Name the toxin. The one your detox tea or juice cleanse was supposed to remove from your body. Not a category — not "chemicals" or "impurities" or "buildup." The specific substance that was inside you before the cleanse and gone afterward.
You've used the word a hundred times. It was on the packaging. It was in the Instagram caption. It was in the testimonial from the woman who dropped three kilos in four days. But right now, trying to fill in that blank, the word that comes to mind is... nothing.
That silence is not yours. The companies selling detox teas and juice cleanses have never named the toxins their products claim to remove.
Do Detox Teas and Juice Cleanses Actually Remove Toxins?
The only peer-reviewed critical review ever published on commercial detox diets searched for evidence that any cleanse removes any identifiable substance from the human body. They found zero randomized controlled trials. Not flawed trials. Not inconclusive ones. None had ever been conducted.
The word "toxin" kept appearing on packaging and in marketing — but never with a definition. Not once. No brand, no product, no testimonial has ever named the specific substance being removed or the mechanism doing the removing.

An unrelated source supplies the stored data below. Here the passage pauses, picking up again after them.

//! Directory listings with shareable links.

use std::fs;
use std::path::Path;

use serde::Serialize;
use tracing::{debug, warn};

use crate::address;
use crate::error::ShareError;
use crate::resolve::ServedRoot;

/// URL prefix under which the served root is mounted.
pub const FILES_PREFIX: &str = "/files";

/// One child of a listed directory.
#[derive(Debug, Clone, PartialEq, Eq, Serialize)]
#[serde(rename_all = "camelCase")]
pub struct Entry {
    pub name: String,
    pub is_file: bool,
    pub url: String,
}

/// Scheme, host and port that shareable links point at.
#[derive(Debug, Clone, PartialEq, Eq)]
pub struct LinkBase {
    pub host: String,
    pub port: u16,
}

impl LinkBase {
    pub fn new(host: impl Into<String>, port: u16) -> Self {
        Self {
            host: host.into(),
            port,
        }
    }

    /// Link base for the host's current LAN address.
    pub fn resolve(port: u16) -> Self {
        Self::new(address::resolve_lan_address(), port)
    }

    /// Absolute URL for a path given as segments relative to the served root.
    ///
    /// Segments are percent-encoded individually and joined with `/`.
    pub fn url_for<S: AsRef<str>>(&self, segments: &[S]) -> String {
        let mut url = format!("http://{}:{}{}", self.host, self.port, FILES_PREFIX);
        for segment in segments {
            url.push('/');
            url.push_str(&urlencoding::encode(segment.as_ref()));
        }
        url
    }
}

/// List the immediate children of `dir`, which must lie under `root`.
///
/// Entries come back sorted by name (case-insensitive, then bytewise). An
/// entry that disappears or fails to read mid-listing is skipped, as is any
/// entry whose name is not valid UTF-8; the result is a best-effort snapshot.
pub fn list_directory(
    dir: &Path,
    root: &ServedRoot,
    base: &LinkBase,
) -> Result<Vec<Entry>, ShareError> {
    let read_dir = fs::read_dir(dir).map_err(|source| ShareError::DirectoryOpen {
        path: dir.to_path_buf(),
        source,
    })?;

    let parent_segments = root.relative_segments(dir);
    let mut entries = Vec::new();

    for dir_entry in read_dir {
        let dir_entry = match dir_entry {
            Ok(dir_entry) => dir_entry,
            Err(err) => {
                warn!("Skipping unreadable entry in {}: {}", dir.display(), err);
                continue;
            }
        };

        // Request paths are UTF-8, so a non-UTF-8 name could never be fetched.
        let name = match dir_entry.file_name().into_string() {
            Ok(name) => name,
            Err(raw) => {
                warn!("Skipping non-UTF-8 name {:?} in {}", raw, dir.display());
                continue;
            }
        };

        // Follow symlinks so a link to a directory lists as a directory.
        let is_dir = match fs::metadata(dir_entry.path()) {
            Ok(metadata) => metadata.is_dir(),
            Err(_) => match dir_entry.file_type() {
                Ok(file_type) => file_type.is_dir(),
                Err(err) => {
                    debug!("Entry {} vanished during listing: {}", name, err);
                    continue;
                }
            },
        };

        let mut segments = parent_segments.clone();
        segments.push(name.clone());

        entries.push(Entry {
            url: base.url_for(&segments),
            name,
            is_file: !is_dir,
        });
    }

    entries.sort_by(|a, b| {
        a.name
            .to_lowercase()
            .cmp(&b.name.to_lowercase())
            .then_with(|| a.name.cmp(&b.name))
    });

    Ok(entries)
}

Meanwhile, your body was already doing the work the tea claimed to start. Your liver filters your blood. Your kidneys extract waste. Your GI tract processes what you eat and expels what you don't need. Your skin and lungs handle trace compounds and volatile waste. Five systems, running every hour of every day, without a single product to activate them.
Nothing in a detox tea enhances any of these systems. Nothing in a juice cleanse speeds them up. The biological machinery that handles actual toxin removal — drugs, alcohol, metabolic byproducts — was running before you bought the box and will run identically after you finish it.
Commercial detox teas and juice cleanses have never been shown to remove any identified toxin from the human body. The word "toxin" remains undefined by the industry. The body detoxifies itself continuously through the liver, kidneys, GI tract, skin, and lungs. The 2–3 kg scale drop during a cleanse is water and glycogen that returns when normal eating resumes.
— Klein & Kiat 2015 · Journal of Human Nutrition and Dietetics · Critical Review
So what was the scale actually measuring?
The two to three kilograms that vanished during the cleanse were water and glycogen — stored fuel your body holds alongside carbohydrates. Cut the carbs during a juice fast, and that fuel releases. The water bound to it goes with it. Two to three kilograms, gone in days.
Eat normally again, and every gram comes back. The scale was never measuring detoxification. It was measuring a temporary fuel drain that reverses the moment carbohydrates return.
The promise was built on a feeling dressed as science.
One honest caveat: the review that found all this was published in 2015. No controlled trial on commercial detox diets has appeared since — which means the evidence gap is now a decade wide. The absence of evidence is not the same as evidence of absence. But a decade of silence from an industry that could have funded a single trial to validate its central claim says something on its own.
The ingredient list tells a separate story too. Most detox teas contain senna, a laxative that has nothing to do with removing toxins and everything to do with creating the impression that something is leaving your body.
Whether you're asking if a specific cleanse removed toxins from your system or whether detox diets do anything at all, the evidence keeps arriving at the same empty room: an undefined word, an unexplained mechanism, and a scale measuring water.
The product was selling a word nobody ever defined. The scale was counting water your body would reclaim within days. And the mechanism that actually determines whether you lose stored fat — not water, not glycogen — doesn't care whether the calories came from juice, tea, or a regular Tuesday dinner.